811.20 (D) Regulations/4714: Telegram
The Ambassador in Spain (Weddell) to the Secretary of State
[Received 11:55 p.m.]
857. Department’s 508, September 18, 6 p.m. The Embassy has submitted all the considerations contained in the Department’s telegram to the Spanish Government and will do so again.
The Spanish Government is showing more interest than ever in carrying out an economic program with the United States which of necessity would require contributions on the part of Spain comparable to contributions which the United States may be able to make.
The Embassy’s purpose in suggesting to the Department a plan of cooperation is of course to improve our general position in Spain while taking care to ensure that any contribution we make will not result in making supplies available to Germany; and all aspects of our situation in Spain, many of which as the Department knows are very unfavorable, will receive the Embassy’s attention in the carrying out of such a plan.
The Embassy is now awaiting the submission by the Ministry of Industry and Commerce of a list of materials which Spain would like to obtain from the United States.
Meanwhile, as I pointed out in my telegram No. 819, September 11, 3 [7] p.m.,35 the Ministry of Industry and Commerce has in general offered to make available to the United States in addition to a large number of ships it is willing to place in service between the United States and Spain, those commodities of which Spain has an exportable surplus which the United States may wish to acquire.
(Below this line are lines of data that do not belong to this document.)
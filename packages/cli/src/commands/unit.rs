use super::{run_edit, Context};
use anyhow::Result;
use clap::Subcommand;
use colored::Colorize;
use syllabus_editor::{RenderSurface, UnitPatch};

#[derive(Subcommand, Debug)]
pub enum UnitCommand {
    /// Add an empty unit
    Add,

    /// Delete a unit (its topics are kept)
    Delete { index: usize },

    /// Add a topic to a unit
    Assign { unit: usize, topic: usize },

    /// Remove a topic from a unit
    Unassign { unit: usize, topic: usize },

    /// Change a unit's title or description
    Edit {
        index: usize,

        #[arg(short, long)]
        title: Option<String>,

        #[arg(short, long)]
        description: Option<String>,
    },
}

pub async fn unit(ctx: &Context, command: UnitCommand) -> Result<()> {
    run_edit(ctx, |editor, surface| {
        match command {
            UnitCommand::Add => {
                let unit = editor.add_unit()?;
                println!("{} Added unit {}", "✓".green(), unit.index);
            }

            UnitCommand::Delete { index } => {
                if !surface.confirm("Are you sure you want to delete this unit?") {
                    println!("{}", "Cancelled".dimmed());
                    return Ok(());
                }
                editor.delete_unit(index)?;
            }

            UnitCommand::Assign { unit, topic } => editor.assign_topic_to_unit(unit, topic)?,

            UnitCommand::Unassign { unit, topic } => editor.remove_topic_from_unit(unit, topic)?,

            UnitCommand::Edit {
                index,
                title,
                description,
            } => editor.update_unit(index, UnitPatch { title, description })?,
        }
        Ok(())
    })
    .await
}
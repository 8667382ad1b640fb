use crate::config::{Config, DEFAULT_CONFIG_NAME};
use anyhow::Result;
use clap::Args;
use colored::Colorize;
use std::fs;
use std::path::PathBuf;
use syllabus_editor::EditorConfig;

#[derive(Debug, Args)]
pub struct InitArgs {
    /// Directory for syllabus files
    #[arg(short, long, default_value = "syllabi")]
    pub data_dir: String,

    /// Force overwrite existing config
    #[arg(short, long)]
    pub force: bool,
}

pub fn init(args: InitArgs, cwd: &str) -> Result<()> {
    let config_path = PathBuf::from(cwd).join(DEFAULT_CONFIG_NAME);

    // Check if config already exists
    if config_path.exists() && !args.force {
        println!(
            "{} {} already exists",
            "⚠️".yellow(),
            DEFAULT_CONFIG_NAME.bright_white()
        );
        println!("Use --force to overwrite");
        return Ok(());
    }

    println!("{}", "📝 Initializing syllabus workspace...".bright_blue().bold());

    let data_dir = PathBuf::from(cwd).join(&args.data_dir);
    if !data_dir.exists() {
        fs::create_dir_all(&data_dir)?;
        println!("  {} Created {}/", "✓".green(), args.data_dir);
    }

    let config = Config {
        data_dir: args.data_dir.clone(),
        editor: EditorConfig::default(),
    };

    let config_json = serde_json::to_string_pretty(&config)?;
    fs::write(&config_path, config_json)?;

    println!("  {} Created {}", "✓".green(), DEFAULT_CONFIG_NAME);
    println!();
    println!("{}", "✅ Workspace initialized!".green().bold());
    println!();
    println!("Next steps:");
    println!("  1. Run: syllabus topic add \"Cell structure\" --hours 4");
    println!("  2. Run: syllabus show");

    Ok(())
}

#[cfg(test)]
mod tests {
    use super::*;

    #[test]
    fn test_init_writes_config_once() {
        let dir = tempfile::tempdir().unwrap();
        let cwd = dir.path().display().to_string();

        init(
            InitArgs {
                data_dir: "courses".to_string(),
                force: false,
            },
            &cwd,
        )
        .unwrap();

        assert!(dir.path().join("courses").is_dir());
        let config = Config::load(&cwd).unwrap();
        assert_eq!(config.data_dir, "courses");

        // Without --force an existing config is left alone
        init(
            InitArgs {
                data_dir: "other".to_string(),
                force: false,
            },
            &cwd,
        )
        .unwrap();
        assert_eq!(Config::load(&cwd).unwrap().data_dir, "courses");
    }
}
It is suggested that the Department furnish the Embassy for submission to the Spanish Government a list of the materials it wishes to acquire in Spain together with a list of commodities it wishes to export to Spain (which I suggest include moving pictures, news print and radios even though the exportation of the latter is subject to control) and also outline the other steps which the Department believes Spain should take vis-à-vis the United States. Such steps would presumably include:
- (1)
- the placing of the Spanish Government’s relations with me personally on a normal basis;
- (2)
- modification of the Government-inspired attitude of hostility against the United States reflected by the public press;
- (3)
- strict compliance by the Spanish Government with the terms of the Treaty of Friendship and General Relations of 1902 between the United States and Spain36 including those provisions exempting the Foreign Service from taxation;
- (4)
- assurances by the Spanish Government that the Foreign Service in Spain will be supplied with the amounts of gasoline and other materials and facilities required for the efficient carrying out of its functions.